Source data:
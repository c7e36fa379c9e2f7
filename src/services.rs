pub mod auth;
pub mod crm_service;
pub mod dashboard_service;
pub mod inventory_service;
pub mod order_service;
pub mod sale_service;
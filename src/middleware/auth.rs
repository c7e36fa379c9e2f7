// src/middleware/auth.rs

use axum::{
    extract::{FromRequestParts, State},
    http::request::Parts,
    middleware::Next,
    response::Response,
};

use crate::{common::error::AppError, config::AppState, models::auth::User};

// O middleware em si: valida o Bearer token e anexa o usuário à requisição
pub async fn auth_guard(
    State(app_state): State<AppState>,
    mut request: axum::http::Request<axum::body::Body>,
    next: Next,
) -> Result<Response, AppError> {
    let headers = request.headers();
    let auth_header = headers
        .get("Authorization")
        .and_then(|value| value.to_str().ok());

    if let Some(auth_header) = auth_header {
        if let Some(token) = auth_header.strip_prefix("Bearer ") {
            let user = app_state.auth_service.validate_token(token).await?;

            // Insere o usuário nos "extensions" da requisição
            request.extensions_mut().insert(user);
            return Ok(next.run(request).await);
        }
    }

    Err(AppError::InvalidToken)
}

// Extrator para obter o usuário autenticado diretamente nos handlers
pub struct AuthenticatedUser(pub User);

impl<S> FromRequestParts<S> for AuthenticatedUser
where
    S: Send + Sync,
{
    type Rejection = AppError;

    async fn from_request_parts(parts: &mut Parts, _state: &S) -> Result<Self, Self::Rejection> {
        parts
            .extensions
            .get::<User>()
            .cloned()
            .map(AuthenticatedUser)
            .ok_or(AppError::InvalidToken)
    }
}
==
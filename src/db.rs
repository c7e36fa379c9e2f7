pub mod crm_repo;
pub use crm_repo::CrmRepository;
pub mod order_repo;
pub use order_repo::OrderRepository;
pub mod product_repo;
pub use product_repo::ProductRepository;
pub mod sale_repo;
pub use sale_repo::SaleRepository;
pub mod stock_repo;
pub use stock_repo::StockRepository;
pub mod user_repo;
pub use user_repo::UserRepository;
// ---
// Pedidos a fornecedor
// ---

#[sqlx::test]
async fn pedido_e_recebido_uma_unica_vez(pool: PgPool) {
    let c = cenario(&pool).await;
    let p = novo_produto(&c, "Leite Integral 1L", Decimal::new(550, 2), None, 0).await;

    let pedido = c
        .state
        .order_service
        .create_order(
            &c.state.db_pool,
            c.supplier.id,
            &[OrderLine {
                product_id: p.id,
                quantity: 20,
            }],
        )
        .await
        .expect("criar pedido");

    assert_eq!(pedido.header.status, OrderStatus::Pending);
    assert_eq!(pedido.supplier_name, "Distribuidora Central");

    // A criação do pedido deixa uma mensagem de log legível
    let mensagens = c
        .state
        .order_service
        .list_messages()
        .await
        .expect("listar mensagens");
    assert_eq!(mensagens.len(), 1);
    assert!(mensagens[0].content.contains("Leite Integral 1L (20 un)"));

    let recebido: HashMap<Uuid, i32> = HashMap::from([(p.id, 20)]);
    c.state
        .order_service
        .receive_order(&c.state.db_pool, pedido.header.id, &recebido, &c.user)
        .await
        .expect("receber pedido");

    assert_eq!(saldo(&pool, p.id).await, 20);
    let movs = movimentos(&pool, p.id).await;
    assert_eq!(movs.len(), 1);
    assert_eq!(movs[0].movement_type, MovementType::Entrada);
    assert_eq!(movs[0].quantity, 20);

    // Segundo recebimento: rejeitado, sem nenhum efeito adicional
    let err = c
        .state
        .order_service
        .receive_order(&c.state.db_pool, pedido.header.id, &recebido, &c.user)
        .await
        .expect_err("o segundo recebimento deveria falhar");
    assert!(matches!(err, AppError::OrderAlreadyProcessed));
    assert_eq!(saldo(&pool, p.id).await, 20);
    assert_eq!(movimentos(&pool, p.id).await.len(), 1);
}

Work instruction: The answer must be every line of the records that contains the word "AppState".

Response below:
use crate::{common::error::AppError, config::AppState, models::auth::User};
    State(app_state): State<AppState>,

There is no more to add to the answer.